__Work request__
Every line in the records below that holds "snapshots" must be identified and copied.

---

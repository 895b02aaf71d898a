//! DiffEngine — minimal leaf-level writes and deletes between two snapshots.
//!
//! Both snapshots are decomposed at the same depth cap, keyed by path, and
//! compared. Entries absent from the new snapshot become deletes; new or
//! changed entries become writes. The reserved `multiplayer` subtree never
//! appears in a diff.

use std::collections::hash_map::DefaultHasher;
use std::collections::HashMap;
use std::hash::{Hash, Hasher};

use serde_json::Value;

use crate::state::path_ops::Leaf;
use crate::RESERVED_FIELD;

/// The result of diffing two snapshots: leaf writes and path deletes.
#[derive(Debug, Clone, Default, PartialEq)]
pub struct StateDiff {
    pub writes: Vec<Leaf>,
    pub deletes: Vec<Vec<String>>,
}

impl StateDiff {
    pub fn is_empty(&self) -> bool {
        self.writes.is_empty() && self.deletes.is_empty()
    }
}

// ============================================================================
// Diff computation
// ============================================================================

/// Compute the diff between `prev` and `next` with paths capped at `max_len`
/// segments (`z_factor + 1`).
pub fn diff(prev: &Value, next: &Value, max_len: usize) -> StateDiff {
    DiffCache::new(usize::MAX).diff(prev, next, max_len)
}

/// Diff engine with a bounded memo of previous leaf hashes.
///
/// Repeated diffs against an evolving snapshot skip re-hashing unchanged
/// leaves from the previous run. Equal hashes are confirmed with structural
/// equality, so a collision can never suppress a real write.
pub struct DiffCache {
    hashes: HashMap<Vec<String>, u64>,
    capacity: usize,
}

impl DiffCache {
    /// Default bound on memoised leaf hashes.
    pub const DEFAULT_CAPACITY: usize = 4096;

    pub fn new(capacity: usize) -> Self {
        Self {
            hashes: HashMap::new(),
            capacity,
        }
    }

    pub fn diff(&mut self, prev: &Value, next: &Value, max_len: usize) -> StateDiff {
        let prev_leaves = indexed(prev, max_len);
        let next_leaves = indexed(next, max_len);

        let mut out = StateDiff::default();

        for path in prev_leaves.keys() {
            if !next_leaves.contains_key(path) {
                out.deletes.push(path.clone());
            }
        }

        if self.hashes.len() > self.capacity {
            self.hashes.clear();
        }

        let mut next_hashes = HashMap::with_capacity(next_leaves.len());
        for (path, value) in next_leaves {
            let next_hash = value_hash(value);
            let changed = match prev_leaves.get(&path) {
                None => true,
                Some(prev_value) => {
                    let prev_hash = self
                        .hashes
                        .get(&path)
                        .copied()
                        .unwrap_or_else(|| value_hash(prev_value));
                    // Equal hashes are confirmed structurally; maps compare
                    // order-independently, so insertion order is moot.
                    prev_hash != next_hash || **prev_value != *value
                }
            };
            if changed {
                out.writes.push(Leaf {
                    path: path.clone(),
                    value: value.clone(),
                });
            }
            next_hashes.insert(path, next_hash);
        }
        self.hashes = next_hashes;

        out
    }
}

/// Decompose and index a snapshot by path, dropping the reserved subtree.
/// Values are borrowed; only written leaves are cloned.
fn indexed(tree: &Value, max_len: usize) -> HashMap<Vec<String>, &Value> {
    let mut map = HashMap::new();
    let Some(root) = tree.as_object() else {
        return map;
    };
    for (field, value) in root {
        if field == RESERVED_FIELD {
            continue;
        }
        index_walk(value, vec![field.clone()], max_len, &mut map);
    }
    map
}

fn index_walk<'a>(
    value: &'a Value,
    path: Vec<String>,
    max_len: usize,
    out: &mut HashMap<Vec<String>, &'a Value>,
) {
    match value.as_object() {
        Some(map) if !map.is_empty() && path.len() < max_len => {
            for (key, child) in map {
                let mut child_path = path.clone();
                child_path.push(key.clone());
                index_walk(child, child_path, max_len, out);
            }
        }
        _ => {
            out.insert(path, value);
        }
    }
}

// ============================================================================
// Order-independent value hashing
// ============================================================================

/// Hash a JSON value with object keys visited in sorted order, so two maps
/// that differ only in insertion order hash identically.
pub(crate) fn value_hash(value: &Value) -> u64 {
    let mut hasher = DefaultHasher::new();
    hash_value(value, &mut hasher);
    hasher.finish()
}

fn hash_value(value: &Value, hasher: &mut DefaultHasher) {
    match value {
        Value::Null => 0u8.hash(hasher),
        Value::Bool(b) => {
            1u8.hash(hasher);
            b.hash(hasher);
        }
        Value::Number(n) => {
            2u8.hash(hasher);
            n.to_string().hash(hasher);
        }
        Value::String(s) => {
            3u8.hash(hasher);
            s.hash(hasher);
        }
        Value::Array(items) => {
            4u8.hash(hasher);
            items.len().hash(hasher);
            for item in items {
                hash_value(item, hasher);
            }
        }
        Value::Object(map) => {
            5u8.hash(hasher);
            map.len().hash(hasher);
            let mut keys: Vec<&String> = map.keys().collect();
            keys.sort_unstable();
            for key in keys {
                key.hash(hasher);
                hash_value(&map[key], hasher);
            }
        }
    }
}

// ============================================================================
// Tests
// ============================================================================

---

__Answer__
//! DiffEngine — minimal leaf-level writes and deletes between two snapshots.
//! Both snapshots are decomposed at the same depth cap, keyed by path, and
/// The result of diffing two snapshots: leaf writes and path deletes.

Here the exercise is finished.